第43話:異変(後編)
「それはいいけど、どうやって入るの?」
坂井は苦笑を浮かべて言った。
「箱の外側に、ハシゴか階段でもあればいいけど。何もなかったら、中には入れないと思うわ」
「……う。確かに……」
正しい指摘に、根巳が落ちこむ。その間に、浦見は十矢と深命を連れて戻ってきた。2人の少年は、男を両側から挟んで、くっついている。その姿を見て、根巳は少し気まずそうにしながら聞いた。
「……あ、ルイ! こっちに来て、大丈夫なの?」
「……うん。浦見さんが一緒なら」
怯えながらも、十矢はしっかりと頷く。その手は男の服を、しっかりと掴んでいた。根巳はそんな友人の様子から目をそらして、少し拗ねた口調で話す。
「……そっか。確かに、浦見さんって強いもんね」
「それに信頼できるから。……裕太も分かってるだろ? この人がいてくれたおかげで、僕らはここまで生きられたんだって」
彼の言葉に、今度は深命が言い返した。彼は浦見から離れて、根巳の前に立つ。そして身を屈めて、片方の手を差し出した。
「子供っぽいワガママは、そこまでにして。一緒に、このゲームをクリアする方法を考えようよ」
「……もういいよ!」
深命が伸ばした手を、振り払って。根巳は立ち上がり、叫んだ。そのまま彼は、外に飛びだす。
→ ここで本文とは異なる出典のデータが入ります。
// EN: src/system/executor.rs

use crate::constants::{DEFAULT_MAX_OUTPUT_BYTES, DEFAULT_TIMEOUT_MS};
use std::collections::HashMap;
use std::io::{ErrorKind, Read};
use std::path::{Path, PathBuf};
use std::process::{Command as StdCommand, Stdio};
use std::sync::{Arc, Mutex, PoisonError};
use std::sync::atomic::{AtomicBool, Ordering};
use std::sync::mpsc::{self, Receiver, RecvTimeoutError};
use std::thread;
use std::time::{Duration, Instant};
use thiserror::Error;

/// How often a running child is polled for completion.
const POLL_INTERVAL: Duration = Duration::from_millis(25);

/// How long to wait for the stream readers once the child is gone.
const READER_GRACE: Duration = Duration::from_millis(500);

/// Flags whose value must never reach logs or error messages.
const SECRET_FLAGS: &[&str] = &["--private-key", "--api-key"];

/// Failure of one child process. Every variant names the rendered command.
#[derive(Error, Debug)]
pub enum ExecutionError {
    /// The binary could not be started.
    #[error("Command '{command}' could not be executed: {source}")]
    Spawn {
        command: String,
        #[source]
        source: std::io::Error,
    },
    /// The child exited with a failure code, or was killed by a signal.
    #[error("Command '{command}' exited with a non-zero error code ({}).", display_code(.exit_code))]
    NonZeroExit {
        command: String,
        exit_code: Option<i32>,
        stdout: String,
        stderr: String,
    },
    /// The child ran past its timeout and was killed.
    #[error("Command '{command}' timed out after {timeout_ms} ms and was killed.")]
    TimedOut {
        command: String,
        timeout_ms: u128,
        stdout: String,
        stderr: String,
    },
    /// The child printed more than the output ceiling and was killed.
    #[error("Command '{command}' produced more than {limit} bytes of output and was killed.")]
    OutputTooLarge {
        command: String,
        limit: usize,
        stdout: String,
        stderr: String,
    },
    /// Polling the child failed.
    #[error("Failed while waiting for command '{command}': {source}")]
    Wait {
        command: String,
        #[source]
        source: std::io::Error,
    },
}

fn display_code(code: &Option<i32>) -> String {
    code.map(|c| c.to_string())
        .unwrap_or_else(|| "terminated by signal".to_string())
}

impl ExecutionError {
    /// The rendered command line, secrets masked.
    pub fn command(&self) -> &str {
        match self {
            ExecutionError::Spawn { command, .. }
            | ExecutionError::NonZeroExit { command, .. }
            | ExecutionError::TimedOut { command, .. }
            | ExecutionError::OutputTooLarge { command, .. }
            | ExecutionError::Wait { command, .. } => command,
        }
    }

    /// The child's exit code, when it ran to completion on its own.
    pub fn exit_code(&self) -> Option<i32> {
        match self {
            ExecutionError::NonZeroExit { exit_code, .. } => *exit_code,
            _ => None,
        }
    }

    /// Whatever stdout was captured. Empty when the child never ran.
    pub fn stdout(&self) -> &str {
        match self {
            ExecutionError::NonZeroExit { stdout, .. }
            | ExecutionError::TimedOut { stdout, .. }
            | ExecutionError::OutputTooLarge { stdout, .. } => stdout,
            _ => "",
        }
    }

    /// Whatever stderr was captured.
    pub fn stderr(&self) -> &str {
        match self {
            ExecutionError::NonZeroExit { stderr, .. }
            | ExecutionError::TimedOut { stderr, .. }
            | ExecutionError::OutputTooLarge { stderr, .. } => stderr,
            _ => "",
        }
    }
}

/// Captured result of one finished command.
#[derive(Debug, Clone, Default, PartialEq, Eq)]
pub struct CommandOutput {
    /// Captured stdout, lossily decoded.
    pub stdout: String,
    /// Captured stderr, lossily decoded.
    pub stderr: String,
    /// `0` unless `allow_non_zero_exit` was set.
    pub exit_code: i32,
}

/// Everything that shapes a single invocation besides the argument vector.
/// The ambient environment is inherited; `env` only overrides entries for the child.
#[derive(Debug, Clone)]
pub struct ExecOptions {
    /// The child is killed once this elapses.
    pub timeout: Duration,
    /// Working directory. Inherited when `None`.
    pub cwd: Option<PathBuf>,
    /// Extra variables for the child.
    pub env: HashMap<String, String>,
    /// Return the output instead of `NonZeroExit`.
    pub allow_non_zero_exit: bool,
    /// Combined ceiling for both streams.
    pub max_output_bytes: usize,
}
// src/cli/args.rs

use crate::models::Network;
use clap::Args;
use std::path::PathBuf;

/// Arguments for `movefork keygen`.
#[derive(Args, Debug, Default)]
pub struct KeygenArgs {
    /// Number of accounts to generate.
    #[arg(long, short = 'n', default_value_t = 1)]
    pub count: usize,
}

/// Arguments for `movefork scenario`.
#[derive(Args, Debug)]
pub struct ScenarioArgs {
    /// Configuration file. Defaults to `movefork.toml` in the working directory.
    #[arg(long, short)]
    pub config: Option<PathBuf>,

    /// Network to fork. Overrides the configuration.
    #[arg(long)]
    pub network: Option<Network>,

    /// Path to the toolchain binary. Overrides the configuration.
    #[arg(long)]
    pub binary: Option<PathBuf>,

    /// Keep the session directory after the scenario finishes.
    #[arg(long)]
    pub keep_session: bool,

    /// Amount credited to the generated sender.
    #[arg(long, default_value_t = 100_000_000)]
    pub fund_amount: u64,

    /// Move package to compile and publish from the sender.
    #[arg(long, short)]
    pub package: Option<PathBuf>,

    /// Named addresses for the package (e.g., "admin=0x1").
    #[arg(long, value_delimiter = ',', num_args = 1..)]
    pub named_addresses: Vec<String>,

    /// Named address that resolves to the generated sender.
    #[arg(long)]
    pub sender_address_name: Option<String>,

    /// Compile the package in dev mode.
    #[arg(long)]
    pub dev: bool,

    /// Entry function to run after publishing (e.g., "0xcafe::vault::deposit").
    #[arg(long, short)]
    pub function: Option<String>,

    /// Typed arguments for the entry function (e.g., "u64:10").
    #[arg(long, num_args = 1.., allow_hyphen_values = true)]
    pub args: Vec<String>,

    /// Type arguments for the entry function.
    #[arg(long, num_args = 1..)]
    pub type_args: Vec<String>,

    /// Maximum gas for the entry function.
    #[arg(long)]
    pub max_gas: Option<u64>,

    /// View function to call last.
    #[arg(long)]
    pub view: Option<String>,

    /// Typed arguments for the view function.
    #[arg(long, num_args = 1.., allow_hyphen_values = true)]
    pub view_args: Vec<String>,

    /// Type arguments for the view function.
    #[arg(long, num_args = 1..)]
    pub view_type_args: Vec<String>,
}

#[cfg(test)]
mod tests {
    use crate::cli::{Cli, Command};
    use clap::Parser;

    #[test]
    fn test_scenario_args_parse() {
        let cli = Cli::try_parse_from([
            "movefork",
            "scenario",
            "--network",
            "testnet",
            "--package",
            "pkg",
            "--named-addresses",
            "admin=0x1,vault=0x2",
            "--function",
            "0x2::vault::deposit",
            "--args",
            "u64:10",
            "bool:true",
        ])
        .unwrap();

        let Command::Scenario(args) = cli.command else {
            panic!("expected the scenario command");
        };
        assert_eq!(args.network, Some(crate::models::Network::Testnet));
        assert_eq!(args.named_addresses, vec!["admin=0x1", "vault=0x2"]);
        assert_eq!(args.args, vec!["u64:10", "bool:true"]);
        assert_eq!(args.fund_amount, 100_000_000);
    }

    #[test]
    fn test_keygen_count() {
        let cli = Cli::try_parse_from(["movefork", "keygen", "-n", "3"]).unwrap();
        assert!(matches!(cli.command, Command::Keygen(ref a) if a.count == 3));
    }
}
(オレはおじさんには頼らない。ううん、誰にも頼らない。オレは1人で生き残るんだ)
イモムシはまだ、ドールハウスの方にいた。だから平気だと、そう思って。彼はびっくり箱の方に向かう。
(……階段か、ハシゴ。ハシゴなら、入り口にあったから。あいつの目に映らないようにして、持ってくれば)
少年が箱の裏に回り、その外側に背をつける。彼には1つだけ、考えていないことがあった。人が来たことで、びっくり箱のフタが開く。その中から、バネのついた人形が顔を出した。笑っている、ピエロの人形。その目が根巳に向けられて。
「見ぃつけた」
不気味な声が、頭の上から聞こえたときには、すでに。彼の視界は、人形によって塞がれていた。
「……あれ? え、鬼って、あいつだけじゃ……」
「そんなルール、あったっけ? かくれんぼの鬼は、増えるものだよ」
ニヤニヤと。笑うピエロが、口を開ける。大きく開いた口の奥には、鋭い歯が並んでいた。
「や、やだ、やめ……」
少年は、最後まで言いきることもできず。ピエロに頭から食われてしまった。叫び声も、響くことはなく。その場には、赤い血が少し垂れただけ。少年を飲みこんだ人形は、満足そうに笑いながら、再び箱の中にもどっていった。
1/指摘
「大切な点や注意すべきこと、欠点や過失などを具体的に取り上げて指し示すこと」
この後書き内での説明は、コトバンクのデジタル大辞泉から引用したものです。